Charlotte Kingsnorth

Charlotte Kingsnorth’s approach to design welds functionality with a personal exploration of materiality, form, and the subversive. She cuts through traditional craft techniques and hacks into industrial processes as a type of art form.
“I want to dismantle the identity of an object in order to understand the context behind its design. I am interested in deconstructing archetypes, as well as Jean Baudrillard’s concept of the hyperreal and the inability to distinguish reality from a simulation of reality”.
In 2019, she presented her first major show with The New Craftsmen, who commissioned her to produce a collection of bronze furniture based on her new studies into lichen-like patination techniques.
She is a graduate of the Royal College of Art’s Design Products programme and now runs her London based practice, working with clients, galleries and establishments including Bill Gates, Fendi, SHOWstudio, Christies, The Crafts Council, The V&A, The New Craftsmen, Holon Design Museum in Israel, the Triennale Design Museum in Milan, and shown in design fairs accross the world.

website | https://www.charlottekingsnorth.com/

Project Title: Gods Chewing Gum

Media: carved olive tree, melted plastic, lighting cable

Date: October 2020

In terms of a workspace it was a rustic set up, which made it an interesting challenge. I worked on a fallen olive tree that the owners Leda and Costa (and several extra pairs of hands) had lifted over from some land nearby.
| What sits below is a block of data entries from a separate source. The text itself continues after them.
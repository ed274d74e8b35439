//! Table output formatting for CLI commands
//!
//! Renders fact results and fact schemas using comfy-table.

use comfy_table::{presets, Attribute, Cell, Color, ContentArrangement, Table};

use crate::domain::models::{FactResult, FactSchema, FactValue};

fn base_table() -> Table {
    let mut table = Table::new();
    table
        .load_preset(presets::UTF8_FULL)
        .set_content_arrangement(ContentArrangement::Dynamic);
    table
}

fn value_cell(value: Option<&FactValue>) -> Cell {
    match value {
        Some(FactValue::Boolean(true)) => Cell::new("yes").fg(Color::Green),
        Some(FactValue::Boolean(false)) => Cell::new("no").fg(Color::Red),
        Some(FactValue::Integer(v)) => Cell::new(v),
        Some(FactValue::Float(v)) => Cell::new(v),
        Some(FactValue::String(v)) => Cell::new(v),
        None => Cell::new("-"),
    }
}

/// Format fact results, one row per entity and one column per schema fact.
pub fn format_fact_table(facts: &[FactResult], schema: &FactSchema) -> String {
    let mut table = base_table();

    let mut header = vec![Cell::new("Entity").add_attribute(Attribute::Bold)];
    header.extend(
        schema
            .keys()
            .map(|name| Cell::new(name).add_attribute(Attribute::Bold)),
    );
    table.set_header(header);

    for result in facts {
        let mut row = vec![Cell::new(result.entity.to_string())];
        row.extend(schema.keys().map(|name| value_cell(result.facts.get(name))));
        table.add_row(row);
    }

    table.to_string()
}

/// Format a fact schema as name/type/description rows.
pub fn format_schema_table(schema: &FactSchema) -> String {
    let mut table = base_table();
    table.set_header(vec![
        Cell::new("Fact").add_attribute(Attribute::Bold),
        Cell::new("Type").add_attribute(Attribute::Bold),
        Cell::new("Description").add_attribute(Attribute::Bold),
    ]);

    for (name, entry) in schema {
        let fact_type = serde_json::to_value(entry.fact_type)
            .ok()
            .and_then(|v| v.as_str().map(str::to_string))
            .unwrap_or_default();
        table.add_row(vec![
            Cell::new(name),
            Cell::new(fact_type),
            Cell::new(&entry.description),
        ]);
    }

    table.to_string()
}
//! Implementation of the `scm-insights check` command.

use std::path::Path;
use std::sync::Arc;
use std::time::Duration;

use anyhow::{Context, Result};

use crate::cli::models::CheckOutput;
use crate::cli::output::output;
use crate::domain::errors::DomainError;
use crate::domain::models::{Config, EntityFilter, EntityRef};
use crate::infrastructure::setup::build_context;
use crate::services::{ReadmeProber, ScopedCache};

pub async fn execute(
    config: &Config,
    entity_ref: &str,
    catalog_file: Option<&Path>,
    json_mode: bool,
) -> Result<()> {
    let wanted: EntityRef = entity_ref.parse()?;
    let ctx = build_context(config, catalog_file)?;

    let token = ctx.auth.get_plugin_request_token("catalog").await?;
    let entities = ctx
        .catalog
        .get_entities(&EntityFilter::default(), token.as_deref())
        .await
        .context("Failed to fetch entities from the catalog")?;
    let entity = entities
        .into_iter()
        .find(|e| wanted.matches(e))
        .ok_or_else(|| DomainError::EntityNotFound(wanted.to_string()))?;

    let cache = ScopedCache::new(
        Arc::clone(&ctx.cache),
        config.cache.namespace.clone(),
        Duration::from_secs(config.cache.default_ttl_secs),
    );
    let prober = ReadmeProber::new(
        Arc::clone(&ctx.integrations),
        Arc::clone(&ctx.reader),
        Arc::new(cache),
    );
    let has_readme = prober.check(&entity).await?;

    output(
        &CheckOutput {
            entity: entity.entity_ref(),
            source_location: entity
                .source_location()
                .ok()
                .map(|l| format!("{}:{}", l.location_type, l.target)),
            has_readme,
        },
        json_mode,
    );
    Ok(())
}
Stood out in the beautiful Cretan autumn light, I dug out the burrs, hacked, carved and sanded the bark of the tree. I wanted to play with the texture to recreate a new bark coating onto its surface. An animalistic transition happened when we turned the tree on its head, like an octopus with branching tentacle legs. I made it into a giant sea light with a melted head and positioned it in their gardens. Looking out to sea, it runs on solar power energy and illuminates the garden at dusk.